▶ [HOW TO COMPLETE THIS TASK] Lines from the records below that contain the word "GitCli" are to be copied out.

▶ [RECORDED INFORMATION]

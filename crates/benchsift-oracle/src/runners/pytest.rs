use std::collections::BTreeSet;
use std::path::Path;
use std::time::Duration;

use async_trait::async_trait;
use benchsift_core::{BenchsiftError, Checkout, TestId, TestOutcome, TestStatus};

use crate::exec::{probe_command, run_process, ProcessOutput};
use crate::runner::{RunReport, TestRunner};

/// pytest, driven through `python -m pytest` with the `-rA` summary.
#[derive(Debug, Clone)]
pub struct PytestRunner {
    python: String,
}

impl Default for PytestRunner {
    fn default() -> Self {
        Self {
            python: "python3".into(),
        }
    }
}

impl PytestRunner {
    /// Use a specific interpreter, e.g. a virtualenv's `bin/python`.
    pub fn with_python(python: impl Into<String>) -> Self {
        Self {
            python: python.into(),
        }
    }
}

#[async_trait]
impl TestRunner for PytestRunner {
    fn name(&self) -> &'static str {
        "pytest"
    }

    fn language(&self) -> &'static str {
        "Python"
    }

    fn markers(&self) -> &'static [&'static str] {
        &[
            "pytest.ini",
            "conftest.py",
            "pyproject.toml",
            "setup.cfg",
            "tox.ini",
            "setup.py",
        ]
    }

    async fn probe(&self, dir: &Path) -> Result<(), BenchsiftError> {
        probe_command(&self.python, &["-m", "pytest", "--version"], dir).await
    }

    async fn run(
        &self,
        dir: &Path,
        targets: &[String],
        checkout: Checkout,
        timeout: Duration,
    ) -> Result<RunReport, BenchsiftError> {
        let mut args: Vec<String> = [
            "-m",
            "pytest",
            "-rA",
            "--tb=no",
            "-q",
            "-p",
            "no:cacheprovider",
            "--continue-on-collection-errors",
        ]
        .iter()
        .map(|a| (*a).to_string())
        .collect();
        args.extend(targets.iter().cloned());

        let output = run_process(&self.python, &args, dir, timeout).await?;
        Ok(report_from_exit(&output).at(checkout))
    }
}

fn report_from_exit(output: &ProcessOutput) -> RunReport {
    match output.code {
        // 5: no tests collected.
        Some(5) => RunReport::empty(),
        Some(0..=2) => {
            let report = parse_summary(&output.stdout);
            if output.code == Some(2)
                && report.outcomes.is_empty()
                && report.collection_errors.is_empty()
            {
                RunReport::crashed(output.tail(20))
            } else {
                report
            }
        }
        _ => RunReport::crashed(output.tail(20)),
    }
}

/// Parse the `-rA` short test summary.
///
/// `ERROR path.py` without a `::` node part is a collection error for the
/// whole file.
pub(crate) fn parse_summary(stdout: &str) -> RunReport {
    let mut outcomes = Vec::new();
    let mut collection_errors = BTreeSet::new();
    for line in stdout.lines() {
        let Some((word, rest)) = line.split_once(' ') else {
            continue;
        };
        let status = match word {
            "PASSED" => TestStatus::Pass,
            "FAILED" => TestStatus::Fail,
            "ERROR" => TestStatus::Error,
            "SKIPPED" | "XFAIL" | "XPASS" => TestStatus::Skip,
            _ => continue,
        };
        let Some(node) = rest.split_whitespace().next() else {
            continue;
        };
        match node.split_once("::") {
            Some((file, name)) => outcomes.push(TestOutcome {
                id: TestId::new(file, name),
                status,
                checkout: Checkout::Head,
            }),
            None if status == TestStatus::Error => {
                collection_errors.insert(node.to_string());
            }
            // `SKIPPED [1] file:line: reason` has no node id.
            None => {}
        }
    }
    RunReport::from_outcomes(outcomes, collection_errors)
}
impl BenchsiftConfig {
    /// Load configuration from a TOML file at `path`.
    ///
    /// # Errors
    ///
    /// Returns [`BenchsiftError::Io`] if the file cannot be read,
    /// [`BenchsiftError::Toml`] if the content is not valid TOML, or
    /// [`BenchsiftError::Config`] if a value is out of range.
    pub fn from_file(path: &Path) -> Result<Self, BenchsiftError> {
        let content = std::fs::read_to_string(path)?;
        Self::from_toml(&content)
    }

    /// Parse and validate configuration from a TOML string.
    ///
    /// # Examples
    ///
    /// ```
    /// use benchsift_core::BenchsiftConfig;
    ///
    /// let toml = r#"
    /// [filters]
    /// min_test_files = 2
    /// "#;
    /// let config = BenchsiftConfig::from_toml(toml).unwrap();
    /// assert_eq!(config.filters.min_test_files, 2);
    /// assert_eq!(config.filters.max_test_files, 15);
    /// ```
    pub fn from_toml(content: &str) -> Result<Self, BenchsiftError> {
        let config: Self = toml::from_str(content)?;
        config.validate()?;
        Ok(config)
    }

    /// The language profile for `language`, with `[languages.*]` overrides applied.
    ///
    /// `[oracle] language` wins over the forge-reported `language` when set.
    pub fn profile_for(&self, language: &str) -> LanguageProfile {
        let language = self.oracle.language.as_deref().unwrap_or(language);
        LanguageProfile::resolve(language, &self.languages)
    }

    /// Reject internally inconsistent settings.
    ///
    /// # Errors
    ///
    /// Returns [`BenchsiftError::Config`] naming the offending key.
    pub fn validate(&self) -> Result<(), BenchsiftError> {
        let f = &self.filters;
        if f.min_issue_words > f.max_issue_words {
            return Err(BenchsiftError::Config(format!(
                "filters.min_issue_words ({}) exceeds filters.max_issue_words ({})",
                f.min_issue_words, f.max_issue_words
            )));
        }
        if f.min_test_files > f.max_test_files {
            return Err(BenchsiftError::Config(format!(
                "filters.min_test_files ({}) exceeds filters.max_test_files ({})",
                f.min_test_files, f.max_test_files
            )));
        }
        if !(0.0..=1.0).contains(&f.english_threshold) {
            return Err(BenchsiftError::Config(format!(
                "filters.english_threshold must be within 0.0..=1.0, got {}",
                f.english_threshold
            )));
        }
        if self.oracle.timeout_secs == 0 {
            return Err(BenchsiftError::Config(
                "oracle.timeout_secs must be greater than zero".into(),
            ));
        }
        if self.batch.workers == 0 {
            return Err(BenchsiftError::Config(
                "batch.workers must be greater than zero".into(),
            ));
        }
        if self.forge.page_size == 0 {
            return Err(BenchsiftError::Config(
                "forge.page_size must be greater than zero".into(),
            ));
        }
        if self.judge.min_score > self.judge.max_score {
            return Err(BenchsiftError::Config(format!(
                "judge.min_score ({}) exceeds judge.max_score ({})",
                self.judge.min_score, self.judge.max_score
            )));
        }
        Ok(())
    }
}

/// Thresholds for the eligibility filter chain.
#[derive(Debug, Clone, Serialize, Deserialize)]
pub struct FilterConfig {
    /// Minimum number of test files (default: 1).
    #[serde(default = "default_min_test_files")]
    pub min_test_files: usize,
    /// Maximum number of non-test, non-asset files (default: 100).
    #[serde(default = "default_max_non_test_files")]
    pub max_non_test_files: usize,
    /// Minimum number of test plus non-test files (default: 6).
    #[serde(default = "default_min_total_files")]
    pub min_total_files: usize,
    /// Maximum number of test files (default: 15).
    #[serde(default = "default_max_test_files")]
    pub max_test_files: usize,
    /// Maximum number of files that are not data files (default: 50).
    #[serde(default = "default_max_code_files")]
    pub max_code_files: usize,
    /// Minimum changed source lines (default: 1).
    #[serde(default = "default_min_code_changes")]
    pub min_code_changes: usize,
    /// Lower bound of the linked-issue word band (default: 50).
    #[serde(default = "default_min_issue_words")]
    pub min_issue_words: usize,
    /// Upper bound of the linked-issue word band (default: 500).
    #[serde(default = "default_max_issue_words")]
    pub max_issue_words: usize,
    /// Reject PRs merged before this instant (RFC 3339 string).
    #[serde(default)]
    pub merged_after: Option<DateTime<Utc>>,
    /// Share of ASCII letters required to call text English (default: 0.8).
    #[serde(default = "default_english_threshold")]
    pub english_threshold: f64,
    /// Extensions that do not count towards `max_code_files`.
    #[serde(default = "default_data_extensions")]
    pub data_extensions: Vec<String>,
}

fn default_min_test_files() -> usize {
    1
}

fn default_max_non_test_files() -> usize {
    100
}

fn default_min_total_files() -> usize {
    6
}

fn default_max_test_files() -> usize {
    15
}

fn default_max_code_files() -> usize {
    50
}

fn default_min_code_changes() -> usize {
    1
}
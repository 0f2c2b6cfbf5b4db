//! F2P / P2P classification of two runs.

use std::collections::{BTreeMap, BTreeSet};

use benchsift_core::{TestId, TestStatus};
use serde::Serialize;

use crate::runner::{RunReport, SuiteStatus};

/// Test identities sorted into oracle buckets.
#[derive(Debug, Clone, Default, PartialEq, Eq, Serialize)]
pub struct Classification {
    /// Absent or failing at base, passing at head.
    pub f2p: BTreeSet<TestId>,
    /// Passing at both checkouts.
    pub p2p: BTreeSet<TestId>,
    /// Errored at either checkout; in neither set above.
    pub errored: BTreeSet<TestId>,
}

/// Name used for a file-level collection error at head.
pub const COLLECTION_ERROR: &str = "<collection>";

/// Compare identity-matched outcomes from the base and head runs.
///
/// Only tests present at head are classified, so tests deleted by the
/// change never count. A test that errored at either checkout, or whose
/// file failed to load at either checkout, goes to `errored` only. A base
/// run that crashed tells nothing about any test, so every test present at
/// head goes to `errored`.
///
/// # Examples
///
/// ```
/// use std::collections::BTreeSet;
/// use benchsift_core::{Checkout, TestId, TestOutcome, TestStatus};
/// use benchsift_oracle::{classify, RunReport};
///
/// let outcome = |name: &str, status| TestOutcome {
///     id: TestId::new("tests/test_cart.py", name),
///     status,
///     checkout: Checkout::Base,
/// };
/// let base = RunReport::from_outcomes(
///     vec![outcome("test_sum", TestStatus::Pass), outcome("test_empty", TestStatus::Fail)],
///     BTreeSet::new(),
/// );
/// let head = RunReport::from_outcomes(
///     vec![outcome("test_sum", TestStatus::Pass), outcome("test_empty", TestStatus::Pass)],
///     BTreeSet::new(),
/// );
/// let c = classify(&base, &head);
/// assert!(c.f2p.contains(&TestId::new("tests/test_cart.py", "test_empty")));
/// assert!(c.p2p.contains(&TestId::new("tests/test_cart.py", "test_sum")));
/// ```
pub fn classify(base: &RunReport, head: &RunReport) -> Classification {
    let base_crashed = matches!(base.status, SuiteStatus::Crashed { .. });
    let before = statuses(base);
    let after = statuses(head);

    let mut result = Classification::default();
    for file in &head.collection_errors {
        result.errored.insert(TestId::new(file.as_str(), COLLECTION_ERROR));
    }

    for (id, status) in after {
        let broken_file = |report: &RunReport| report.collection_errors.contains(&id.file);
        let errored = status == TestStatus::Error
            || before.get(&id) == Some(&TestStatus::Error)
            || broken_file(head)
            || broken_file(base)
            || base_crashed;
        if errored {
            tracing::debug!(test = %id, "excluded: errored at base or head");
            result.errored.insert(id);
            continue;
        }
        if status != TestStatus::Pass {
            continue;
        }
        match before.get(&id) {
            None | Some(TestStatus::Fail) => {
                result.f2p.insert(id);
            }
            Some(TestStatus::Pass) => {
                result.p2p.insert(id);
            }
            Some(_) => {}
        }
    }
    result
}

/// One status per identity. Repeated identities keep the worst status.
fn statuses(report: &RunReport) -> BTreeMap<TestId, TestStatus> {
    let mut map = BTreeMap::new();
    for outcome in &report.outcomes {
        map.entry(outcome.id.clone())
            .and_modify(|s: &mut TestStatus| {
                if severity(outcome.status) > severity(*s) {
                    *s = outcome.status;
                }
            })
            .or_insert(outcome.status);
    }
    map
}

fn severity(status: TestStatus) -> u8 {
    match status {
        TestStatus::Skip => 0,
        TestStatus::Pass => 1,
        TestStatus::Fail => 2,
        TestStatus::Error => 3,
    }
}
//! Which forge a repository lives on, and its `owner/name` slug.

use std::fmt;

use benchsift_core::BenchsiftError;

/// Supported hosting platforms.
#[derive(Debug, Clone, Copy, PartialEq, Eq)]
pub enum ForgeKind {
    /// github.com
    GitHub,
    /// bitbucket.org
    Bitbucket,
}

impl ForgeKind {
    /// Pick the forge from an explicit choice, else from the repository string.
    ///
    /// `github:` / `bitbucket:` prefixes and host names are recognised;
    /// anything else is GitHub.
    ///
    /// # Errors
    ///
    /// Returns [`BenchsiftError::Config`] for an unknown explicit choice.
    ///
    /// # Examples
    ///
    /// ```
    /// use benchsift_forge::ForgeKind;
    ///
    /// assert_eq!(ForgeKind::detect(None, "psf/requests").unwrap(), ForgeKind::GitHub);
    /// assert_eq!(
    ///     ForgeKind::detect(None, "https://bitbucket.org/atlassian/python-bitbucket").unwrap(),
    ///     ForgeKind::Bitbucket
    /// );
    /// assert_eq!(ForgeKind::detect(Some("bitbucket"), "a/b").unwrap(), ForgeKind::Bitbucket);
    /// assert!(ForgeKind::detect(Some("gitlab"), "a/b").is_err());
    /// ```
    pub fn detect(explicit: Option<&str>, repo: &str) -> Result<Self, BenchsiftError> {
        if let Some(choice) = explicit {
            return match choice.to_ascii_lowercase().as_str() {
                "github" => Ok(ForgeKind::GitHub),
                "bitbucket" => Ok(ForgeKind::Bitbucket),
                other => Err(BenchsiftError::Config(format!(
                    "unknown forge '{other}' (expected github or bitbucket)"
                ))),
            };
        }
        let lower = repo.to_ascii_lowercase();
        if lower.starts_with("bitbucket:") || lower.contains("bitbucket.org") {
            Ok(ForgeKind::Bitbucket)
        } else {
            Ok(ForgeKind::GitHub)
        }
    }

    /// Web host, used for issue URLs.
    pub fn host(&self) -> &'static str {
        match self {
            ForgeKind::GitHub => "github.com",
            ForgeKind::Bitbucket => "bitbucket.org",
        }
    }

    /// Environment variable holding the API token.
    pub fn token_env(&self) -> &'static str {
        match self {
            ForgeKind::GitHub => "GITHUB_TOKEN",
            ForgeKind::Bitbucket => "BITBUCKET_TOKEN",
        }
    }
}

impl fmt::Display for ForgeKind {
    fn fmt(&self, f: &mut fmt::Formatter<'_>) -> fmt::Result {
        match self {
            ForgeKind::GitHub => write!(f, "github"),
            ForgeKind::Bitbucket => write!(f, "bitbucket"),
        }
    }
}

/// A repository's `owner/name`.
#[derive(Debug, Clone, PartialEq, Eq)]
pub struct RepoSlug {
    /// Owner or workspace.
    pub owner: String,
    /// Repository name.
    pub name: String,
}

impl RepoSlug {
    /// Parse `owner/name`, `github:owner/name` or a web / clone URL.
    ///
    /// # Errors
    ///
    /// Returns [`BenchsiftError::Config`] if no `owner/name` pair can be found.
    ///
    /// # Examples
    ///
    /// ```
    /// use benchsift_forge::RepoSlug;
    ///
    /// let slug = RepoSlug::parse("https://github.com/psf/requests.git").unwrap();
    /// assert_eq!(slug.full_name(), "psf/requests");
    ///
    /// let slug = RepoSlug::parse("bitbucket:atlassian/stash-example").unwrap();
    /// assert_eq!(slug.owner, "atlassian");
    /// ```
    pub fn parse(repo: &str) -> Result<Self, BenchsiftError> {
        let mut rest = repo.trim();
        for prefix in ["github:", "bitbucket:", "https://", "http://", "git@"] {
            rest = rest.strip_prefix(prefix).unwrap_or(rest);
        }
        for host in ["github.com/", "github.com:", "bitbucket.org/", "bitbucket.org:"] {
            rest = rest.strip_prefix(host).unwrap_or(rest);
        }
        let rest = rest.trim_end_matches('/');
        let rest = rest.strip_suffix(".git").unwrap_or(rest);

        let mut parts = rest.split('/');
        match (parts.next(), parts.next()) {
            (Some(owner), Some(name)) if !owner.is_empty() && !name.is_empty() => Ok(Self {
                owner: owner.to_string(),
                name: name.to_string(),
            }),
            _ => Err(BenchsiftError::Config(format!(
                "cannot parse repository '{repo}' (expected owner/name)"
            ))),
        }
    }

    /// `owner/name`.
    pub fn full_name(&self) -> String {
        format!("{}/{}", self.owner, self.name)
    }
}
//! The local git operations the patch fallback chain needs.

use std::path::{Path, PathBuf};
use std::time::Duration;

use async_trait::async_trait;
use benchsift_core::BenchsiftError;

use crate::command::GitCommand;
use crate::repo;

/// Read-only local git access used by patch retrieval.
///
/// None of these operations check anything out.
#[async_trait]
pub trait GitBackend: Send + Sync {
    /// Whether `sha` is reachable in the local object database.
    async fn commit_exists(&self, sha: &str) -> bool;

    /// Fetch a pull request's head into a local ref.
    async fn fetch_pr_head(&self, pr: u64) -> Result<(), BenchsiftError>;

    /// `git diff base..head` output.
    async fn range_diff(&self, base: &str, head: &str) -> Result<String, BenchsiftError>;
}

/// [`GitBackend`] over a local clone.
///
/// # Examples
///
/// ```
/// use std::time::Duration;
/// use benchsift_git::GitCli;
///
/// let git = GitCli::new("/tmp/clone", Duration::from_secs(120));
/// assert_eq!(git.pr_refspec(42), "pull/42/head:refs/remotes/origin/pr/42");
/// ```
#[derive(Debug, Clone)]
pub struct GitCli {
    repo: PathBuf,
    git: GitCommand,
    remote: String,
}

impl GitCli {
    /// Back onto the clone at `repo`, fetching from `origin`.
    pub fn new(repo: impl Into<PathBuf>, timeout: Duration) -> Self {
        let repo = repo.into();
        Self {
            git: GitCommand::new(repo.clone(), timeout),
            repo,
            remote: "origin".into(),
        }
    }

    /// Fetch pull refs from `remote` instead of `origin`.
    pub fn with_remote(mut self, remote: impl Into<String>) -> Self {
        self.remote = remote.into();
        self
    }

    /// The clone this backend reads.
    pub fn repo_path(&self) -> &Path {
        &self.repo
    }

    /// Refspec that maps a PR head onto a local remote-tracking ref.
    pub fn pr_refspec(&self, pr: u64) -> String {
        format!("pull/{pr}/head:refs/remotes/{}/pr/{pr}", self.remote)
    }
}

#[async_trait]
impl GitBackend for GitCli {
    async fn commit_exists(&self, sha: &str) -> bool {
        let repo = self.repo.clone();
        let sha = sha.to_string();
        tokio::task::spawn_blocking(move || repo::commit_exists(&repo, &sha))
            .await
            .unwrap_or(false)
    }

    async fn fetch_pr_head(&self, pr: u64) -> Result<(), BenchsiftError> {
        let refspec = self.pr_refspec(pr);
        self.git
            .run(&["fetch", "--no-tags", &self.remote, &refspec])
            .await
            .map(|_| ())
    }

    async fn range_diff(&self, base: &str, head: &str) -> Result<String, BenchsiftError> {
        let range = format!("{base}..{head}");
        self.git.run(&["diff", "--no-color", "--no-ext-diff", &range]).await
    }
}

▶ [EXERCISE SOLUTION]
/// use benchsift_git::GitCli;
/// let git = GitCli::new("/tmp/clone", Duration::from_secs(120));
pub struct GitCli {
impl GitCli {
impl GitBackend for GitCli {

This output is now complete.